▶ **Task item**
Transcribe only the lines of the listing below from the one holding "#[derive(Debug, Clone, PartialEq, Serialize, Deserialize)]" through the one holding "match rounds.iter().find(|r| r.round", inclusive, without any change.

-.-.-

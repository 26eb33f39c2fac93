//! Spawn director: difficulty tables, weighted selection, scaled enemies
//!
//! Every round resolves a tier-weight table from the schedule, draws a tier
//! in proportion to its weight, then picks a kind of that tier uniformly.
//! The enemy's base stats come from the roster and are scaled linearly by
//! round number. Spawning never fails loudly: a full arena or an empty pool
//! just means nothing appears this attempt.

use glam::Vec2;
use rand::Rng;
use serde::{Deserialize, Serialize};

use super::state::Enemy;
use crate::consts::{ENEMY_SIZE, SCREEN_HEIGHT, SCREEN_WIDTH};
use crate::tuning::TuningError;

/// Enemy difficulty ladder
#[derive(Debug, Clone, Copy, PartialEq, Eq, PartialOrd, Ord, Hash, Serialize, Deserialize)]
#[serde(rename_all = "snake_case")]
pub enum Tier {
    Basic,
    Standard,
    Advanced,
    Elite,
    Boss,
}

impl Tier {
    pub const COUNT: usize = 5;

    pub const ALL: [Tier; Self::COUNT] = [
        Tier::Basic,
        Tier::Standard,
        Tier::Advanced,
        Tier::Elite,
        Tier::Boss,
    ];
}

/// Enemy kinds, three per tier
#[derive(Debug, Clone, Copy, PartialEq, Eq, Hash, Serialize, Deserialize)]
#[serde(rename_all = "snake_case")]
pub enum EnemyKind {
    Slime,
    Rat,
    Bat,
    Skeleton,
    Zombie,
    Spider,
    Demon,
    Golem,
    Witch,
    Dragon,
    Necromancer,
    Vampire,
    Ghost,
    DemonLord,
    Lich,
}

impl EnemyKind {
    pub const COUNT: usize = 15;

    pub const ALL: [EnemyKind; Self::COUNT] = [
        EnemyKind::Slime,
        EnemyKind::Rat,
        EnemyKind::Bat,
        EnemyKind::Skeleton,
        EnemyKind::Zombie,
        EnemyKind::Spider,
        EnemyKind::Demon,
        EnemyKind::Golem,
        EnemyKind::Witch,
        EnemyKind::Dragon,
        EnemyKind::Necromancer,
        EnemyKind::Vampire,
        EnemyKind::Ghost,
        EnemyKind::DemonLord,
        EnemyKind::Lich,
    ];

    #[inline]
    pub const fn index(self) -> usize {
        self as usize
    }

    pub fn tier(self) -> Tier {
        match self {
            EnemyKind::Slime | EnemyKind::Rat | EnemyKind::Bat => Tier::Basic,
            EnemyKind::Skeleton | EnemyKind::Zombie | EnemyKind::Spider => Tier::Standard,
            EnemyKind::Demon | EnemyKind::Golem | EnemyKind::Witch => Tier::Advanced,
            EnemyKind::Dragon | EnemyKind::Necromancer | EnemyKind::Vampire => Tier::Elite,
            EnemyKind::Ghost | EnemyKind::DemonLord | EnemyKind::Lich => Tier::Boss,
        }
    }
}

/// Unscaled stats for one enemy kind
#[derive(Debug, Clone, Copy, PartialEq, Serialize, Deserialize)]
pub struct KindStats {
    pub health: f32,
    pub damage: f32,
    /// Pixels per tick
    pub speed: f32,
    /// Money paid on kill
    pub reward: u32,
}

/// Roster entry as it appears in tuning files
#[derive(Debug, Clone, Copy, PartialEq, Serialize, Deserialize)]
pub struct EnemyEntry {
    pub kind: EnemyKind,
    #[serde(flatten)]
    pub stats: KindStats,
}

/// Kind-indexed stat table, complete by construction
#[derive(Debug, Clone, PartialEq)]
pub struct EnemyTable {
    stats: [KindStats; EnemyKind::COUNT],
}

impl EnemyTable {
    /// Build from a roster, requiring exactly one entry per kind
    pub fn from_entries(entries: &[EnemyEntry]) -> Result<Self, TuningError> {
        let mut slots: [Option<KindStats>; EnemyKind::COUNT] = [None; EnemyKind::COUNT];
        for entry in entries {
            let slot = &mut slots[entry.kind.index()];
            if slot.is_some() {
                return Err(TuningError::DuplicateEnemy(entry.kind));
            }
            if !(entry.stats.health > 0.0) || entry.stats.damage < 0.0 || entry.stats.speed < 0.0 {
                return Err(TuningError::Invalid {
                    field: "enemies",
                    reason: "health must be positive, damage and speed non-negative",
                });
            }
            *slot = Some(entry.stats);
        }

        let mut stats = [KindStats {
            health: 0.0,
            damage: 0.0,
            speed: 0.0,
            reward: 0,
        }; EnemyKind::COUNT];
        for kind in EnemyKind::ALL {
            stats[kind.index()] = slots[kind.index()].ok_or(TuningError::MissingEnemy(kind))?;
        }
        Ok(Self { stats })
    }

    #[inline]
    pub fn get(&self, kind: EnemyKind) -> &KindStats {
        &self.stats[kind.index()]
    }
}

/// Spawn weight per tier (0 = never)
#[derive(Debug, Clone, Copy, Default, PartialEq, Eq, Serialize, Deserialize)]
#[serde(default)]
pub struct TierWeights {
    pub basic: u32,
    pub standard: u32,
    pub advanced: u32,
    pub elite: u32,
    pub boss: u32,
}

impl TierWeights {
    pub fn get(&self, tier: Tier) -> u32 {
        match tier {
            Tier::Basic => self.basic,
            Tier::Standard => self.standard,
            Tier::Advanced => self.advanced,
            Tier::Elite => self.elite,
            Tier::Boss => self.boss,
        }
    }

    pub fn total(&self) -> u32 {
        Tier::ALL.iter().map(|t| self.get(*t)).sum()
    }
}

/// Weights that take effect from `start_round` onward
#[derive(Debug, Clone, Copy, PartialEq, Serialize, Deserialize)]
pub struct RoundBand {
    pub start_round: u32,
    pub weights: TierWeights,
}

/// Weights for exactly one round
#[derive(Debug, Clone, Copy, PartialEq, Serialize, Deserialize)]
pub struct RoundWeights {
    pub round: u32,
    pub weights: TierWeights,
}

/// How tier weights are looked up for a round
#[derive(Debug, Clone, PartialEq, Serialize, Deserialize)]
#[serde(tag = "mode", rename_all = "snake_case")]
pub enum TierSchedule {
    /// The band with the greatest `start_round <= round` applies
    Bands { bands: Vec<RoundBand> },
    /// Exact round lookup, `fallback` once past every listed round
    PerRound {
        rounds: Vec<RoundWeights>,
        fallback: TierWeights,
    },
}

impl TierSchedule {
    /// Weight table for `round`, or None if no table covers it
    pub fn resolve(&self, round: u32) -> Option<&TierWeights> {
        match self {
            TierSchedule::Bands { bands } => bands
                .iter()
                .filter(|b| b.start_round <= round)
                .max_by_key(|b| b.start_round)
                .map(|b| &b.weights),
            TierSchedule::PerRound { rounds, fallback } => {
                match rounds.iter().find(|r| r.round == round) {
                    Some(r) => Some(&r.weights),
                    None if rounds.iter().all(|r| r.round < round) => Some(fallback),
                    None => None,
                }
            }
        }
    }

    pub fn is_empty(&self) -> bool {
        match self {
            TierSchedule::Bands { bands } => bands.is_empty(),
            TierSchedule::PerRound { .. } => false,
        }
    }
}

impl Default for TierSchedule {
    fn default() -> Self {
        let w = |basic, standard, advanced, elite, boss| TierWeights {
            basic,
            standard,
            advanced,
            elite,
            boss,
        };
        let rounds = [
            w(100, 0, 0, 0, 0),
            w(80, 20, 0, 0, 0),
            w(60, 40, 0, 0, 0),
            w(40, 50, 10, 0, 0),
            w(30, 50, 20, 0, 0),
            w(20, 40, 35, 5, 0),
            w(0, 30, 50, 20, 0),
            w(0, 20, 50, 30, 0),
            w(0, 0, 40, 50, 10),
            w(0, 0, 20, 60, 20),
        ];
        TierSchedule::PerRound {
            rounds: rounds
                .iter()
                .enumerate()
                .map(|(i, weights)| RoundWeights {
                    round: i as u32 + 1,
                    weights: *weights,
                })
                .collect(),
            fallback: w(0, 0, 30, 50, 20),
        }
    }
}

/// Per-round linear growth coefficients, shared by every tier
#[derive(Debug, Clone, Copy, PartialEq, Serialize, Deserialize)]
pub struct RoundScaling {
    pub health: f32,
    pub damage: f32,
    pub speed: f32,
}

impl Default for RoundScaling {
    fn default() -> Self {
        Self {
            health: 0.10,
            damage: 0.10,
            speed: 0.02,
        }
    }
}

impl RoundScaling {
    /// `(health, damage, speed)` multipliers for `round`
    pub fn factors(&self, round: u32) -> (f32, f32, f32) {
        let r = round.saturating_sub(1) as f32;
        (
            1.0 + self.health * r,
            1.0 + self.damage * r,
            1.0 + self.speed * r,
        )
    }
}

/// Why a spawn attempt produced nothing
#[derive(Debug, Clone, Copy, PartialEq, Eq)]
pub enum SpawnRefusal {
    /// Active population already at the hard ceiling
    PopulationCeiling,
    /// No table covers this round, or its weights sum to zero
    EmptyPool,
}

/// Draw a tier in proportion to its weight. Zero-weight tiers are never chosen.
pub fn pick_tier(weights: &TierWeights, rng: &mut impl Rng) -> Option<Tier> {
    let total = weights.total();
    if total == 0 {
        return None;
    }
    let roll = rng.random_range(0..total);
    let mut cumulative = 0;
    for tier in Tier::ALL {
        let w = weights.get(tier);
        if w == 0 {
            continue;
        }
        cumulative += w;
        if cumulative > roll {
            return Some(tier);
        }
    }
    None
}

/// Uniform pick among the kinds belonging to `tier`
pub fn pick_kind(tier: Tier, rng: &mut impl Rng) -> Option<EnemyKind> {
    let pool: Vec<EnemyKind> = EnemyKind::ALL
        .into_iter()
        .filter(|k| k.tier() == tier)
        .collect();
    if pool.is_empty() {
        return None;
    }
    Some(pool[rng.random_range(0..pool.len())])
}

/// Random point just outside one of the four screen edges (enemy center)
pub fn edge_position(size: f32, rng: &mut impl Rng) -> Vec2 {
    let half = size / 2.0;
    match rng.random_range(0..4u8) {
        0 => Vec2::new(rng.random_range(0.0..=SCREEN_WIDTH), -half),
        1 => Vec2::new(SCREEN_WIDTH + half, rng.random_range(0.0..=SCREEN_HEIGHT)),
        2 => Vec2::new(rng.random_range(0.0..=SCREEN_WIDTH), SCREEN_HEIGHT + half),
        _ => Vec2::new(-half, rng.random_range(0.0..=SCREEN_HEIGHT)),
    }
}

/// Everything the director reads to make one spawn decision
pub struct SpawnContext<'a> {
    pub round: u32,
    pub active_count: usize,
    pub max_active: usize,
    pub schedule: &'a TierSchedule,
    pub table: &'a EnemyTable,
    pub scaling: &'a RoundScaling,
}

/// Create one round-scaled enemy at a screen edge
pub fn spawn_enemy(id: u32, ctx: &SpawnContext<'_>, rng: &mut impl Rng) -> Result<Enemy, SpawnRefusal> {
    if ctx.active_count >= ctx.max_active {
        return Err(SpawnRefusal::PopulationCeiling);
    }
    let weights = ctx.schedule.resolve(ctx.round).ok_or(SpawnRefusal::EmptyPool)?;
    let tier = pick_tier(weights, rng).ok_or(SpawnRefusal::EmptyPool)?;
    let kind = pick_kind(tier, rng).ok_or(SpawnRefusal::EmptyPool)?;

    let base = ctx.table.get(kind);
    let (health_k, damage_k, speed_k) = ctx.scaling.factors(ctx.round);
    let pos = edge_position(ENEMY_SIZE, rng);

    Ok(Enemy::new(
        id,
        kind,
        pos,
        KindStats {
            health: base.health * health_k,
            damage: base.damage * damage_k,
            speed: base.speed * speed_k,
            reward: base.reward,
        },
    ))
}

-.-.-

▶ **Result for this exercise**
#[derive(Debug, Clone, PartialEq, Serialize, Deserialize)]
#[serde(tag = "mode", rename_all = "snake_case")]
pub enum TierSchedule {
    /// The band with the greatest `start_round <= round` applies
    Bands { bands: Vec<RoundBand> },
    /// Exact round lookup, `fallback` once past every listed round
    PerRound {
        rounds: Vec<RoundWeights>,
        fallback: TierWeights,
    },
}

impl TierSchedule {
    /// Weight table for `round`, or None if no table covers it
    pub fn resolve(&self, round: u32) -> Option<&TierWeights> {
        match self {
            TierSchedule::Bands { bands } => bands
                .iter()
                .filter(|b| b.start_round <= round)
                .max_by_key(|b| b.start_round)
                .map(|b| &b.weights),
            TierSchedule::PerRound { rounds, fallback } => {
                match rounds.iter().find(|r| r.round == round) {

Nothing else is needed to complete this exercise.